By Noam Moscovich and Stanislav Barabanov
What happens when your fleet starts to think and talk In modern fleet management, numbers alone don’t drive results.
When our models generate a vehicle health score — an overall measure of potential issues and the likelihood of mechanical failure , that number is just the beginning. Fleet managers don’t just want to know that something’s wrong; they want to know why, how serious, and most importantly, what to do next.
That’s where Large Language Models (LLMs) step in. At Questar, we’re using LLMs to close the gap between raw data and meaningful action turning vehicle telemetry into clear, contextual insights that directly improve operational efficiency.
LLMs Across the Vehicle Health Pipeline
Our AI pipeline now embeds LLMs at multiple layers of the health scoring process — not as a flashy add-on, but as an integral intelligence layer:
- Localized anomaly explanations: LLMs analyze short time windows of sensor data to explain why a vehicle behaved abnormally during specific driving segments.
- Trend and evolution insights: They interpret how a vehicle’s health score changes over time, offering context on whether an issue is stabilizing or worsening.
- Engineering knowledge integration: By grounding outputs in real-world automotive expertise and metadata, LLMs ensure recommendations are relevant, safe, and technically sound.
Vehicles also generate vast amounts of text-based data diagnostic trouble codes (DTCs), alerts, and service logs. LLMs excel at reading and connecting this unstructured text with sensor readings, producing explanations that are both natural and actionable.

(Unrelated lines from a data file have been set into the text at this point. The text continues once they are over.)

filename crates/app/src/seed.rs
use quiz_core::model::Question;
use services::{QuestionService, QuestionServiceError};
use tracing::info;

fn sample_bank() -> Vec<Question> {
    vec![
        Question::multiple_choice(
            "2+2=?",
            vec!["3".to_owned(), "4".to_owned(), "5".to_owned()],
            "4",
        ),
        Question::true_false("Sky is blue", "True"),
        Question::multiple_choice(
            "Which planet is known as the Red Planet?",
            vec!["Venus".to_owned(), "Mars".to_owned(), "Jupiter".to_owned()],
            "Mars",
        ),
        Question::true_false("Rust has a garbage collector", "False"),
    ]
}

/// Fill an empty bank with a few sample questions. Returns how many were added.
///
/// A bank that already holds questions is left untouched.
///
/// # Errors
///
/// Returns `QuestionServiceError::Storage` if the rewrite fails.
pub fn seed_questions(service: &mut QuestionService) -> Result<usize, QuestionServiceError> {
    if !service.is_empty() {
        info!(existing = service.len(), "question bank not empty; skipping seed");
        return Ok(0);
    }

    let bank = sample_bank();
    let count = bank.len();
    for question in bank {
        service.add(question)?;
    }
    info!(count, "seeded question bank");
    Ok(count)
}
use std::fmt;
use std::sync::Arc;

use quiz_core::model::{StudentAccount, position_by_credentials};
use storage::{StorageError, StudentRepository};
use tracing::{debug, info, warn};

use crate::error::StudentServiceError;
use crate::quiz::QuizGrade;

/// Position of an account in the loaded roster.
///
/// Usernames may repeat, so the slot is what identifies a logged-in student.
#[derive(Debug, Clone, Copy, PartialEq, Eq, Hash)]
pub struct StudentSlot(usize);

impl StudentSlot {
    #[must_use]
    pub fn index(self) -> usize {
        self.0
    }
}

impl fmt::Display for StudentSlot {
    fn fmt(&self, f: &mut fmt::Formatter<'_>) -> fmt::Result {
        write!(f, "{}", self.0)
    }
}

/// In-memory roster plus the repository it came from.
///
/// Signups are appended to the repository one record at a time; the roster is only rewritten
/// when scores are persisted, and only if every stored record was loaded.
pub struct StudentService {
    repo: Arc<dyn StudentRepository>,
    students: Vec<StudentAccount>,
    load_warning: Option<StorageError>,
    /// Why a full rewrite would lose stored records, if it would.
    rewrite_blocked: Option<String>,
}

impl StudentService {
    /// Load every account from `repo`.
    ///
    /// A read that breaks off midway keeps the accounts recovered so far; the problem is
    /// available from [`Self::load_warning`].
    ///
    /// # Errors
    ///
    /// Returns `StudentServiceError::Storage` if the roster cannot be opened or decoded.
    pub fn load(repo: Arc<dyn StudentRepository>) -> Result<Self, StudentServiceError> {
        let loaded = repo.load_students()?;
        let rewrite_blocked = if loaded.interrupted.is_some() {
            Some("the stored roster could not be read to the end".to_owned())
        } else if loaded.unterminated_tail {
            Some("the last stored record has no closing blank line".to_owned())
        } else if loaded.incomplete > 0 {
            Some(format!(
                "{} stored record(s) lack a username or password",
                loaded.incomplete
            ))
        } else {
            None
        };
        if let Some(reason) = &rewrite_blocked {
            warn!(reason = %reason, "student roster only partially loaded; rewrites disabled");
        }

        debug!(count = loaded.students.len(), "student roster loaded");
        Ok(Self {
            repo,
            students: loaded.students,
            load_warning: loaded.interrupted,
            rewrite_blocked,
        })
    }

    /// Empty roster over a repository that could not be loaded.
    ///
    /// Signups still append; [`Self::save_all`] refuses to overwrite the stored records.
    #[must_use]
    pub fn unread(repo: Arc<dyn StudentRepository>) -> Self {
        Self {
            repo,
            students: Vec::new(),
            load_warning: None,
            rewrite_blocked: Some("the stored roster could not be loaded".to_owned()),
        }
    }

    /// Problem encountered while reading, if any.
    #[must_use]
    pub fn load_warning(&self) -> Option<&StorageError> {
        self.load_warning.as_ref()
    }

    #[must_use]
    pub fn students(&self) -> &[StudentAccount] {
        &self.students
    }

    #[must_use]
    pub fn account(&self, slot: StudentSlot) -> Option<&StudentAccount> {
        self.students.get(slot.0)
    }

    /// Create an account and append it to the repository.
    ///
    /// Duplicate usernames are accepted.
    ///
    /// # Errors
    ///
    /// Returns `StudentServiceError::Student` for invalid credentials (nothing is stored), or
    /// `StudentServiceError::Storage` if the append fails; the account is still usable for the
    /// rest of the session in that case.
    pub fn signup(
        &mut self,
        username: &str,
        password: &str,
    ) -> Result<StudentSlot, StudentServiceError> {
        let account = StudentAccount::new(username, password)?;
        self.students.push(account);
        let slot = StudentSlot(self.students.len() - 1);

        self.repo.append_student(&self.students[slot.0])?;
        info!(username, "student signed up");
        Ok(slot)
    }

    /// First account whose username and password both match exactly.
    #[must_use]
    pub fn login(&self, username: &str, password: &str) -> Option<StudentSlot> {
        position_by_credentials(&self.students, username, password).map(StudentSlot)
    }

    /// Add a quiz grade to the account's score.
    ///
    /// With `persist` unset the new score lives only in memory, matching a plain quiz run; with
    /// it set the whole roster is rewritten.
    ///
    /// # Errors
    ///
    /// Returns `StudentServiceError::UnknownStudent` for a stale slot, or
    /// `StudentServiceError::Storage` if persisting fails.
    pub fn record_grade(
        &mut self,
        slot: StudentSlot,
        grade: &QuizGrade,
        persist: bool,
    ) -> Result<(), StudentServiceError> {
        let account = self
            .students
            .get_mut(slot.0)
            .ok_or(StudentServiceError::UnknownStudent(slot.0))?;
        account.add_score(grade.points());
        debug!(
            username = account.username(),
            score = account.score(),
            persist,
            "quiz grade recorded"
        );

        if persist {
            self.save_all()?;
        }
        Ok(())
    }

    /// Rewrite the repository with the current roster.
    ///
    /// # Errors
    ///
    /// Returns `StorageError::PartialLoad` when the roster was not fully loaded (the rewrite
    /// would drop stored records), or `StorageError` if the repository write fails.
    pub fn save_all(&self) -> Result<(), StorageError> {
        if let Some(reason) = &self.rewrite_blocked {
            return Err(StorageError::PartialLoad {
                target: "student roster".to_owned(),
                reason: reason.clone(),
            });
        }
        self.repo.save_students(&self.students)
    }
}
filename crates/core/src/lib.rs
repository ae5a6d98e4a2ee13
#![forbid(unsafe_code)]

pub mod model;
pub mod time;

pub use time::Clock;
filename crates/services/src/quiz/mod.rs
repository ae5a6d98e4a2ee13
mod progress;
mod session;
mod view;

// Public API of the quiz subsystem.
pub use crate::error::QuizError;
pub use progress::QuizProgress;
pub use session::{AnswerOutcome, QuizGrade, QuizSession, QuizState};
pub use view::{LabeledChoice, QuestionView, choice_label};
//! Line-oriented record format for `questions.txt` and `students.txt`.
//!
//! Pure encode/decode over `BufRead` / `Write`; no file handling lives here.

mod question;
mod student;

use std::io;
use std::num::ParseIntError;

use thiserror::Error;

pub use question::{DecodedQuestions, decode_questions, encode_question, encode_questions};
pub use student::{
    DecodedStudents, PASSWORD_PREFIX, SCORE_PREFIX, USERNAME_PREFIX, decode_students,
    encode_student, encode_students,
};

/// Fatal decode failures. Line numbers are 1-based.
#[derive(Debug, Error)]
#[non_exhaustive]
pub enum DecodeError {
    #[error("line {line}: score {raw:?} is not an integer")]
    InvalidScore {
        line: usize,
        raw: String,
        #[source]
        source: ParseIntError,
    },
}

/// Pulls the next line, counting lines read so far.
fn next_line<I>(lines: &mut I, line_no: &mut usize) -> io::Result<Option<String>>
where
    I: Iterator<Item = io::Result<String>>,
{
    let next = lines.next().transpose()?;
    if next.is_some() {
        *line_no += 1;
    }
    Ok(next)
}
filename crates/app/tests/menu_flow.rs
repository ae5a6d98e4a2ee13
use std::fs;

use pretty_assertions::assert_eq;
use quiz_core::time::fixed_now;
use quizbank::{Console, Menu, MenuSettings};
use services::{AdminCredentials, Clock};
use storage::{FlatFileRepository, Storage};
use tempfile::TempDir;

const BANK: &str = "MCQ\n2+2=?\n3\n4\n5\n\n4\nTrueFalse\nSky is blue\nTrue\n";

struct Harness {
    _dir: TempDir,
    repo: FlatFileRepository,
}

impl Harness {
    fn new() -> Self {
        let dir = TempDir::new().unwrap();
        let repo = FlatFileRepository::new(
            dir.path().join("questions.txt"),
            dir.path().join("students.txt"),
        );
        Self { _dir: dir, repo }
    }

    fn with_bank(bank: &str) -> Self {
        let harness = Self::new();
        fs::write(harness.repo.questions_path(), bank).unwrap();
        harness
    }

    fn run(&self, input: &str, settings: MenuSettings) -> String {
        self.run_bytes(input.as_bytes(), settings)
    }

    fn run_bytes(&self, input: &[u8], settings: MenuSettings) -> String {
        let storage = Storage::flat_file(self.repo.clone());
        let console = Console::new(input, Vec::new());
        let mut menu = Menu::open(console, &storage, settings).unwrap();
        menu.run().unwrap();
        String::from_utf8(menu.into_console().into_output()).unwrap()
    }

    fn questions_file(&self) -> String {
        fs::read_to_string(self.repo.questions_path()).unwrap()
    }

    fn students_file(&self) -> String {
        fs::read_to_string(self.repo.students_path()).unwrap()
    }
}

fn settings() -> MenuSettings {
    MenuSettings {
        clock: Clock::fixed(fixed_now()),
        ..MenuSettings::default()
    }
}

fn persisting() -> MenuSettings {
    MenuSettings {
        persist_scores: true,
        ..settings()
    }
}

#[test]
fn student_signs_up_and_takes_quiz() {
    let harness = Harness::with_bank(BANK);
    let output = harness.run("1\nalice\npw\n2\nalice\npw\n4\nfalse\n4\n", settings());

    assert!(output.starts_with("Welcome to the Quiz Management System\n"));
    assert!(output.contains("Student alice signed up successfully."));
    assert!(output.contains("Question 1/2 (0 answered):\n2+2=?\nA. 3\nB. 4\nC. 5\n"));
    assert!(output.contains("Question 2/2 (1 answered):\nSky is blue\n"));
    assert!(output.contains("Correct!"));
    assert!(output.contains("Incorrect. The correct answer is: True"));
    assert!(output.contains("Quiz Complete!\nYour Score: 1/2\n"));
    assert!(output.contains("Thank you, alice, for taking the quiz!"));
    assert!(output.ends_with("Exiting the Quiz Management System.\n"));

    assert_eq!(harness.students_file(), "Username: alice\nPassword: pw\nScore: 0\n\n");
}

#[test]
fn persisted_scores_rewrite_student_file() {
    let harness = Harness::with_bank(BANK);
    let settings = MenuSettings {
        persist_scores: true,
        ..settings()
    };
    harness.run("1\nalice\npw\n2\nalice\npw\n4\nTRUE\n4\n", settings);

    assert_eq!(harness.students_file(), "Username: alice\nPassword: pw\nScore: 2\n\n");
}

#[test]
fn bad_login_is_reported() {
    let harness = Harness::with_bank(BANK);
    let output = harness.run("2\nnobody\nnope\n4\n", settings());

    assert!(output.contains("Invalid username or password. Please check your credentials."));
    assert!(!output.contains("Quiz Complete!"));
}

#[test]
fn empty_bank_quiz_scores_zero() {
    let harness = Harness::new();
    let output = harness.run("1\nbob\npw\n2\nbob\npw\n4\n", settings());

    assert!(output.contains("No questions are available yet."));
    assert!(output.contains("Your Score: 0/0"));
}

#[test]
fn admin_adds_lists_and_removes_questions() {
    let harness = Harness::with_bank("TrueFalse\nOld\nFalse\n");
    let input = concat!(
        "3\nadmin\npassword\n",
        "1\n3+3=?\n6\ntrue\n 6 , 7 \n",
        "1\nSky is blue\nTrue\nmaybe\nfalse\n",
        "3\n",
        "2\n1\n",
        "4\n4\n",
    );
    let output = harness.run(input, settings());

    assert!(output.contains("Please answer true or false."));
    assert!(output.contains("Question added successfully!"));
    assert!(output.contains(
        "List of Questions:\n\
         1. [TrueFalse] Old (Answer: False)\n\
         2. [MCQ] 3+3=? (Answer: 6)\n\
         3. [TrueFalse] Sky is blue (Answer: True)\n"
    ));
    assert!(output.contains("Question removed successfully!"));
    assert!(output.contains("Logging out as admin."));

    assert_eq!(
        harness.questions_file(),
        "MCQ\n3+3=?\n6\n7\n\n6\nTrueFalse\nSky is blue\nTrue\n"
    );
}

#[test]
fn rejected_question_leaves_bank_unchanged() {
    let harness = Harness::with_bank(BANK);
    let output = harness.run("3\nadmin\npassword\n1\n   \nTrue\nfalse\n4\n4\n", settings());

    assert!(output.contains("Question not added:"));
    assert_eq!(harness.questions_file(), BANK);
}

#[test]
fn remove_with_bad_number_changes_nothing() {
    let harness = Harness::with_bank(BANK);
    let output = harness.run("3\nadmin\npassword\n2\n7\n4\n4\n", settings());

    assert!(output.contains("1. [MCQ] 2+2=?\n2. [TrueFalse] Sky is blue\n"));
    assert!(output.contains("Invalid choice. Please try again."));
    assert_eq!(harness.questions_file(), BANK);
}

#[test]
fn admin_credentials_come_from_settings() {
    let harness = Harness::with_bank(BANK);
    let settings = MenuSettings {
        admin: AdminCredentials::new("root", "s3cret"),
        ..settings()
    };
    let output = harness.run("3\nadmin\npassword\n3\nroot\ns3cret\n4\n4\n", settings);

    assert!(output.contains("Admin login failed. Please check your credentials."));
    assert!(output.contains("Logging out as admin."));
}

#[test]
fn invalid_choices_and_eof_exit_cleanly() {
    let harness = Harness::new();
    let output = harness.run("9\nabc\n1\nalice\n", settings());

    assert_eq!(output.matches("Invalid choice. Please try again.").count(), 2);
    assert!(!output.contains("signed up"));
    assert!(output.ends_with("Exiting the Quiz Management System.\n"));
    assert!(!harness.repo.students_path().exists());
}

#[test]
fn unreadable_student_file_is_reported() {
    let harness = Harness::with_bank(BANK);
    fs::write(
        harness.repo.students_path(),
        "Username: alice\nPassword: pw\nScore: lots\n\n",
    )
    .unwrap();
    let output = harness.run("2\nalice\npw\n4\n", settings());

    assert!(output.contains("Warning: could not load student records:"));
    assert!(output.contains("Invalid username or password."));
}

#[test]
fn persisted_score_never_overwrites_unloadable_roster() {
    let harness = Harness::with_bank(BANK);
    let original = "Username: alice\nPassword: pw\nScore: 5\n\n\
                    Username: bob\nPassword: pw\nScore: lots\n\n";
    fs::write(harness.repo.students_path(), original).unwrap();

    let output = harness.run("1\ncarol\npw\n2\ncarol\npw\n4\nTrue\n4\n", persisting());

    assert!(output.contains("Your Score: 2/2"));
    assert!(output.contains("Your score could not be saved: refusing to rewrite student roster"));
    assert_eq!(
        harness.students_file(),
        format!("{original}Username: carol\nPassword: pw\nScore: 0\n\n")
    );
}

#[test]
fn persisted_score_keeps_unterminated_last_record() {
    let harness = Harness::with_bank(BANK);
    let original = "Username: alice\nPassword: pw\nScore: 5\n\n\
                    Username: dave\nPassword: pw\nScore: 9\n";
    fs::write(harness.repo.students_path(), original).unwrap();

    let output = harness.run("2\nalice\npw\n4\nTrue\n4\n", persisting());

    assert!(output.contains("Your score could not be saved:"));
    assert_eq!(harness.students_file(), original);
}

#[test]
fn partially_readable_roster_keeps_earlier_students() {
    let harness = Harness::with_bank(BANK);
    let mut contents = b"Username: alice\nPassword: pw\nScore: 5\n\n".to_vec();
    contents.extend_from_slice(b"Username: Jos\xe9\nPassword: pw\nScore: 1\n\n");
    fs::write(harness.repo.students_path(), &contents).unwrap();

    let output = harness.run("2\nalice\npw\n4\nTrue\n4\n", settings());

    assert!(output.contains("Warning: student records only partially loaded:"));
    assert!(output.contains("Thank you, alice, for taking the quiz!"));
    assert_eq!(fs::read(harness.repo.students_path()).unwrap(), contents);
}

#[test]
fn non_utf8_input_is_an_invalid_choice() {
    let harness = Harness::new();
    let output = harness.run_bytes(b"\xff\xfe\n4\n", settings());

    assert!(output.contains("Invalid choice. Please try again."));
    assert!(output.ends_with("Exiting the Quiz Management System.\n"));
}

Evaluation-Driven Development
At Questar, we don’t treat LLMs as black boxes. Every insight is evaluated and refined through an evaluation-driven development cycle:
- Relevance testing: confirming that every explanation is grounded in real vehicle data.
- Hallucination checks: detecting and minimizing unsupported claims.
- Expert feedback loops: automotive engineers and data scientists continuously review LLM-generated recommendations through our dedicated feedback platform, improving both accuracy and usability.
This iterative approach ensures that our LLMs evolve alongside our vehicles.
Health Scores to Clear Actions
By embedding LLMs into the predictive maintenance pipeline, Questar transforms static scores into actionable guidance. Fleet managers and drivers receive:
- Vehicle health summaries, concise overviews of current conditions.
- Root cause analysis, clear explanations of what triggered an alert.
- Actionable recommendations, step-by-step guidance on what to do next, from maintenance scheduling to simple driver checks.
Some insights even point to preventive driver actions like monitoring cooling systems or checking oil levels that reduce downtime without a workshop visit. Every small intervention adds up to measurable gains in uptime, cost reduction, and fleet longevity.
Driving Efficiency with Intelligence
The integration of LLMs marks a pivotal shift in commercial vehicle operations. By transforming complex, multi-source data into understandable insights and practical actions, LLMs help fleets run smoother, react faster, and plan smarter.
At Questar, we’re not just analyzing data, we’re teaching machines to explain, recommend, and empower.
The result? Fleets that are not only connected but truly intelligent.